When the stakes are cast in this larger mold, it’s easier to buy the argument that the administration is determined to take on Iran at any cost. That a meaningful public debate isn’t occurring about this answers, in part, another question asked at that November 14 OLLU panel: Is the media covering the Bush administration’s case for attacking Iran more skeptically than it did the buildup to the Iraq War?
Although this paper has been consistently critical of the Iraq invasion, we have been guilty of optimism these last few months — since early last winter, actually, when the Democrats took Congress in part because of dissatisfaction with the war’s progress (and when the Pew Research Center for the People and the Press reports public sentiment on the conflict turned decisively sour).
But as Ritter points out in this week’s interview, you need only track the administration’s case for attacking Iran as it’s made in our nation’s major media outlets to realize that the campaign has already laced its boots and fired up the jet engines.
The progressive non-profit watchdog Media Matters for America noted the trend in the fall of 2006, with a report on the Washington Post’s eerily familiar coverage of Iran’s alleged nuclear ambitions: An August 24 front-page story in the Post reported that a GOP-led House Intelligence Committee report supported the White House’s assertion that Iran is going nuclear, while a September 12 rebuttal from the UN’s International Atomic Energy Agency appeared two days later — on page A17.
Ritter notes that diplomatic skepticism has since forced the administration to change tactics.
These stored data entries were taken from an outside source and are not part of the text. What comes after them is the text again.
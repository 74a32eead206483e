//! Shared plumbing for the statement builders: generated-statement type,
//! generator options, and row validation against the mapping.

use std::collections::HashMap;

use crate::mapping::{EntityMapping, PropertyMapping};

use super::dialect::SqlDialect;
use super::errors::SqlGeneratorError;
use super::value::{Row, SqlValue};

/// A generated statement: SQL text plus ordered parameters.
///
/// With `inline_values` the parameters are rendered into the text and
/// `params` is empty.
#[derive(Debug, Clone, PartialEq)]
pub struct SqlStatement {
    pub sql: String,
    pub params: Vec<SqlValue>,
}

impl SqlStatement {
    pub fn new(sql: String, params: Vec<SqlValue>) -> Self {
        SqlStatement { sql, params }
    }
}

/// Options shared by all statement builders.
#[derive(Debug, Clone)]
pub struct GeneratorOptions {
    /// Target dialect
    pub dialect: SqlDialect,
    /// Maximum rows (or keys) per generated statement
    pub batch_size: usize,
    /// Render values as inline literals instead of placeholders
    pub inline_values: bool,
}

impl Default for GeneratorOptions {
    fn default() -> Self {
        GeneratorOptions {
            dialect: SqlDialect::default(),
            batch_size: 1000,
            inline_values: false,
        }
    }
}

impl GeneratorOptions {
    pub fn validate(&self) -> Result<(), SqlGeneratorError> {
        if self.batch_size == 0 {
            return Err(SqlGeneratorError::InvalidBatchSize);
        }
        Ok(())
    }
}

/// Emits either a numbered placeholder (collecting the value as a
/// parameter) or an inline literal, per the options.
pub(super) struct ValueSink {
    dialect: SqlDialect,
    inline: bool,
    params: Vec<SqlValue>,
}

impl ValueSink {
    pub(super) fn new(opts: &GeneratorOptions) -> Self {
        ValueSink {
            dialect: opts.dialect,
            inline: opts.inline_values,
            params: Vec::new(),
        }
    }

    /// Render one value, returning the SQL fragment standing in for it.
    pub(super) fn push(&mut self, value: SqlValue) -> String {
        if self.inline {
            value.to_sql_literal()
        } else {
            self.params.push(value);
            self.dialect.placeholder(self.params.len())
        }
    }

    pub(super) fn into_params(self) -> Vec<SqlValue> {
        self.params
    }
}

/// Property-name index over the mapping's data properties.
pub(super) fn property_index(mapping: &EntityMapping) -> HashMap<&str, &PropertyMapping> {
    mapping
        .data_properties()
        .filter_map(|p| p.property_name.as_deref().map(|name| (name, p)))
        .collect()
}

/// Check that every property a row names exists in the mapping and is not
/// the discriminator column.
pub(super) fn check_row_properties(
    mapping: &EntityMapping,
    index: &HashMap<&str, &PropertyMapping>,
    row: &Row,
    row_number: usize,
) -> Result<(), SqlGeneratorError> {
    for property in row.values.keys() {
        if index.contains_key(property.as_str()) {
            continue;
        }
        if mapping
            .discriminator()
            .is_some_and(|d| d.column_name == *property)
        {
            return Err(SqlGeneratorError::DiscriminatorInRow {
                row: row_number,
                property: property.clone(),
            });
        }
        return Err(SqlGeneratorError::unknown_property_with_context(
            row_number,
            property,
            format!("mapping extracted for `{}`", mapping.entity_name),
        ));
    }
    Ok(())
}

/// Resolve the discriminator literal for a row, if the mapping has one.
/// Rows default to the entity the mapping was extracted for.
pub(super) fn discriminator_value(
    mapping: &EntityMapping,
    row: &Row,
    row_number: usize,
) -> Result<Option<SqlValue>, SqlGeneratorError> {
    if mapping.discriminator().is_none() {
        return Ok(None);
    }
    let entity = row.entity.as_deref().unwrap_or(&mapping.entity_name);
    match mapping.discriminator_value_for(entity) {
        Some(value) => Ok(Some(SqlValue::Text(value.to_string()))),
        None => Err(SqlGeneratorError::UnknownHierarchyMember {
            row: row_number,
            entity: entity.to_string(),
        }),
    }
}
It now argues more simply that Iran is a terrorist nation and the biggest source of fuel for Iraq’s ongoing insurgence — allegations repeated without analysis in such august outlets as The New York Times, CBS, and NBC, reported Media Matters in February.
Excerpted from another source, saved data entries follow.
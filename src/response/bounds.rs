//! Change-magnitude policy between the live snapshot and a proposal.

use crate::content::{SiteContent, NEWS_KEY, PROGRAMS_KEY};
use crate::error::ChangeBoundViolation;

/// Most programs one response may add.
pub const MAX_PROGRAM_ADDITIONS: usize = 10;

/// Most news items one response may add.
pub const MAX_NEWS_ADDITIONS: usize = 20;

/// Bound `proposed` against `current` and return the snapshot to publish.
///
/// `supplied` is how many records the reply carried before sanitization.
/// An empty proposed category keeps the current one, so a reply that only
/// touches news leaves programs alone. A category that is non-empty today
/// can never come out empty.
///
/// # Errors
///
/// - [`ChangeBoundViolation::NoRecordsProduced`] if the reply supplied no records at all
/// - [`ChangeBoundViolation::CategoryWiped`] if records were supplied but none survived
///   sanitization while `current` has content
/// - [`ChangeBoundViolation::TooManyAdditions`] if a category grows past its allowance
pub fn check_bounds(
    current: &SiteContent,
    proposed: SiteContent,
    supplied: usize,
) -> Result<SiteContent, ChangeBoundViolation> {
    if proposed.is_empty() {
        if supplied == 0 {
            return Err(ChangeBoundViolation::NoRecordsProduced);
        }
        check_not_wiped(current, &proposed)?;
        return Ok(proposed);
    }

    check_additions(
        PROGRAMS_KEY,
        current.featured_programs.len(),
        proposed.featured_programs.len(),
        MAX_PROGRAM_ADDITIONS,
    )?;
    check_additions(
        NEWS_KEY,
        current.latest_news.len(),
        proposed.latest_news.len(),
        MAX_NEWS_ADDITIONS,
    )?;

    let merged = SiteContent {
        featured_programs: if proposed.featured_programs.is_empty() {
            current.featured_programs.clone()
        } else {
            proposed.featured_programs
        },
        latest_news: if proposed.latest_news.is_empty() {
            current.latest_news.clone()
        } else {
            proposed.latest_news
        },
    };

    check_not_wiped(current, &merged)?;
    Ok(merged)
}

fn check_not_wiped(current: &SiteContent, next: &SiteContent) -> Result<(), ChangeBoundViolation> {
    if !current.featured_programs.is_empty() && next.featured_programs.is_empty() {
        return Err(ChangeBoundViolation::CategoryWiped {
            field: PROGRAMS_KEY.into(),
        });
    }
    if !current.latest_news.is_empty() && next.latest_news.is_empty() {
        return Err(ChangeBoundViolation::CategoryWiped {
            field: NEWS_KEY.into(),
        });
    }
    Ok(())
}

fn check_additions(
    field: &str,
    current: usize,
    proposed: usize,
    allowance: usize,
) -> Result<(), ChangeBoundViolation> {
    let limit = current.saturating_add(allowance);
    if proposed > limit {
        return Err(ChangeBoundViolation::TooManyAdditions {
            field: field.into(),
            proposed,
            limit,
        });
    }
    Ok(())
}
Locally, the E-N has produced mostly uncritical coverage of politically connected mega-pastor John Hagee’s open lobbying for a military strike, commentaries advocating for economic sanctions, and an official editorial commending Governor Perry for championing the state’s divestment in Iran (That one actually began, “Investing in evil is not worth it. Gov. Rick Perry knows it ...” which must have caused TURF’s Terri Hall to snort coffee out of her nose.)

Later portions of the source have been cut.